Dans mon premier article, je vous avais parlé de l’esthétique « antifashion » introduit en 1981 à Paris par les japonais Yohji Yamamoto et Rei Kowakubo.
Leurs défilés furent un événement déterminant dans le monde de la mode. Car en bouleversant les principes conventionnels de beauté, de couleurs et de construction des vêtements, ces deux créateurs ont brisé les frontières de la mode et donné naissance à un vaste courant chez les designers de mode : l’avant-garde.
Vous connaissez sûrement ces créateurs avant-gardistes tant ils sont nombreux. On peut citer Martin Margiela, Ann Demeulemeester ou Helmut Lang en Europe ; les japonais Jun Takahashi et Junya Watanabe ; sans oublier l’américain Rick Owens.
On peut considérer le style avant-gardiste comme une forme de contre culture appliquée à la mode, dans le sens où son esthétisme s’oppose à ceux des différents styles classiques dominants.
La tenue d’aujourd’hui s’inscrit dans ce style et à travers elle je vais vous parler de quelques notions qui me paraissent intéressantes pour mieux appréhender ce style.
Silhouette et proportions
Commençons par la silhouette.
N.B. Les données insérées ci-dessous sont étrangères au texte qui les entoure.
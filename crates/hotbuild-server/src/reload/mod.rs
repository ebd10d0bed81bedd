//! Development-mode build reloading.
//!
//! [`BuildWatcher`] observes the version marker and hands debounced changes
//! to the [`Reloader`], which loads, publishes and announces the new build.

mod debouncer;
mod reloader;
mod watcher;

pub use reloader::{ReloadError, Reloader};
pub use watcher::{BuildWatcher, DEFAULT_DEBOUNCE_MS};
Bien que le loose fitting soit devenu assez répandu actuellement, il fut proposé initialement par Yamamoto et Kowakubo pour s’opposer au style classique européen de l’époque.
Imaginez un costume homme classique accompagné d’un pardessus. Rappelez vous des proportions qui se calquent sur ceux d’un corps masculin. Dans cette tenues, les principes de l’art tailleur sont transgressés. Le volume de chaque vêtement est libre de la forme du segment qu’il habille. Le tronc est allongé par la chemise longue tandis que les jambes semblent raccourcies par une fourche basse. Le caractère oversize tend à effacer les formes du corps, si bien que l’ensemble pourrait tout à fait être porté par une femme.
Du côté des couleurs, la palette est très réduite. Le noir est la couleur dominante comme souvent dans ce style.
Norwegian Rain est un label « techwear » spécialisé dans les manteaux de pluie. Parmi leurs modèles d’inspiration « tailoring », leur « Raincho » se situe à part. Il semblerait que leur créateur T-Micheal se soit inspiré d’une haori, veste traditionnelle japonaise qui se porte par dessus un kimono. Il en résulte un manteau complètement déstructuré, au volume considérable et dont le drapé aléatoire apporte naturellement de l’asymétrie à la tenue. Toutes ces qualités proviennent du fait que dans l’art tailleur traditionnel japonais, l’espace vide entre le vêtement et le corps, le « ma », est considéré comme un élément essentiel.
Le pantalon a été la pièce la plus longue à trouver pour composer la tenue. Il me fallait du volume et une forme qui s’harmonisent avec l’ensemble veste et chemise toutes les deux coupées en « A ». Je me suis dirigé naturellement vers les labels japonais. C’est finalement chez Klasica que je me suis arrêté, séduit par la matière rustique (un herringbone en laine et lin).
Vous n’aurez aucun mal à deviner que la veste provient d’un label artisanal, tant l’aspect de ce tissu en lin sort de l’ordinaire. Klaus Plank, le créateur de Bergfabel, rend hommage à la région de son enfance, le Sud-Tyrol, en s’inspirant des vêtements que portaient les fermiers de ces montagnes.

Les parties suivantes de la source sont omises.